Do you talk about the product as a "complete" drone solution? How were the three key components of the systems integrated with one another in a way that ensures users won't have to sort out such integrations for themselves?
We don’t pitch Dolunts® as a fully finished “solution.” It’s a tightly integrated platform in development, structured around long-term modularity and ease of adoption.
What makes it complete in architecture—but open in application—is that all three of those components were built to work together from day one:
- The drone is equipped with indoor-grade SLAM and AI vision
- The dock autonomously swaps batteries in <30 seconds
- The software layer handles orchestration, data capture, and remote mission control
We handle the system integration internally, so users and partners don’t have to stitch together different vendors or resolve compatibility issues. At the same time, we offer open APIs and a partner SDK—so while the core works out-of-the-box, the edge is yours to define.
What are the capabilities and limitations around how your system can work with other pieces of software? Is there a defined process to integrate your system with existing workflows in a customer's environment?
Yes. We provide a structured SDK, a RESTful API suite, and ready-to-use templates for integrations with WMS and logistics platforms, public safety control rooms and infrastructure monitoring tools. These same templates can also be utilized for enterprise ERP or AI systems
Partners can build their own control layers, dashboards, or automation routines on top of our core. We’re not locking customers into a UI—they can own the orchestration while we provide the autonomy backbone.
Limitations?
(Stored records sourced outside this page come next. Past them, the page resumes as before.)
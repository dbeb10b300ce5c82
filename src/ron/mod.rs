//! RON file loading and change watching.
//!
//! Small helpers shared by the settings loader: read one RON file into a
//! deserializable type, and watch a directory so edits made while the game
//! runs are picked up on the next frame (hot reload).

use bevy::prelude::Resource;
use notify::{Config, RecommendedWatcher, RecursiveMode, Watcher};
use serde::de::DeserializeOwned;
use std::path::{Path, PathBuf};
use std::sync::{Arc, Mutex};

/// File-watcher resource for RON hot reload.
#[derive(Resource)]
pub struct RonWatcher {
    /// Set to `true` by the watcher thread when a watched file changes.
    pub changed: Arc<Mutex<bool>>,
    _watcher: Option<RecommendedWatcher>,
}

impl RonWatcher {
    /// A watcher that never fires. Fallback when the OS watcher cannot be
    /// created; hot reload is a development convenience, not a requirement.
    #[must_use]
    pub fn stub() -> Self {
        RonWatcher { changed: Arc::new(Mutex::new(false)), _watcher: None }
    }

    /// Consume and reset the changed flag.
    pub fn take_changed(&self) -> bool {
        let mut guard = match self.changed.lock() {
            Ok(g) => g,
            Err(poisoned) => poisoned.into_inner(),
        };
        std::mem::take(&mut guard)
    }
}

/// Load one RON file. Returns `None` (with a logged warning) on missing
/// files or parse errors so callers can fall back to defaults.
#[must_use]
pub fn load_ron_file<T: DeserializeOwned>(path: &str) -> Option<T> {
    let content = match std::fs::read_to_string(path) {
        Ok(c) => c,
        Err(e) => {
            bevy::log::warn!("could not read {path}: {e}");
            return None;
        }
    };
    match ron::from_str::<T>(&content) {
        Ok(value) => Some(value),
        Err(e) => {
            bevy::log::warn!("failed to parse {path}: {e}");
            None
        }
    }
}

/// Watch a directory for modifications to any file under it.
///
/// # Errors
/// Returns the `notify` error when the OS watcher cannot be registered.
pub fn setup_ron_watcher(path: &str) -> Result<RonWatcher, notify::Error> {
    let changed = Arc::new(Mutex::new(false));
    let changed_clone = changed.clone();
    let watched_path: PathBuf =
        std::fs::canonicalize(path).unwrap_or_else(|_| PathBuf::from(path));

    let mut watcher: RecommendedWatcher = Watcher::new(
        move |res: Result<notify::Event, notify::Error>| match res {
            Ok(event) => {
                if matches!(event.kind, notify::EventKind::Modify(_)) {
                    let relevant = event.paths.iter().any(|p| {
                        std::fs::canonicalize(p)
                            .unwrap_or_else(|_| p.clone())
                            .starts_with(&watched_path)
                    });
                    if relevant {
                        if let Ok(mut flag) = changed_clone.lock() {
                            *flag = true;
                        }
                    }
                }
            }
            Err(e) => bevy::log::warn!("ron watch error: {e}"),
        },
        Config::default(),
    )?;

    watcher.watch(Path::new(path), RecursiveMode::NonRecursive)?;
    Ok(RonWatcher { changed, _watcher: Some(watcher) })
}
We’re focused on industrial deployments. Consumer-tier plug-and-play apps aren’t a priority but if a team has IT capacity or integrator support, they can deploy us into their environment without rearchitecting it.
What is the typical deployment timeline for new customers? What does your training and ongoing support look like?
Most initial deployments take 6–12 weeks, depending on site readiness, IT integration, and regulatory approvals.
We don’t require formal training. Instead, we provide step-by-step video tutorials, documentation for operators and IT leads and preconfigured mission templates for first deployment. Additionally, our ongoing support includes remote diagnostics, firmware and feature updates and email-based technical support. Enterprise SLA is also available for anyone that needs it.
Ultimately, the system is built for teams who want results, not a training burden.
Why is the assembly of your product in the U.S. with U.S.-sourced components so significant? What are the implications of this in terms of supply chain security and regulatory compliance?
It’s significant because 80% of commercial drones in the U.S. today rely on Chinese components—many of which are restricted under NDAA regulations or create cybersecurity concerns.
By assembling in the U.S. and sourcing our compute, sensors, PCBs, and dock components domestically, we ensure independence from Chinese supply chains as well as eligibility for defense and government procurement. That approach also enables resilience against export restrictions or geopolitical disruption.
Those points underscore that this isn’t just about marketing for us. Instead, it’s about building infrastructure that’s safe, sovereign, and dependable.
What’s one thing you want people to know about how your drone system is distinct from alternatives in the market?
We’re not selling drones. We’re building a real-world autonomy platform that lets others build what they need—on top of reliable vision, localization, and battery automation.
Unlike boxed systems or niche tools, Dolunts® offers a modular SLAM + vision core as well as a robotic dock with industrial battery swap. On the software side, our open stack for partners and integrators means our system isn’t locked to one use case. It’s built to support many—and evolve with them.
We’re not forcing a finished solution into the market. We’re giving the market a foundation it can grow on.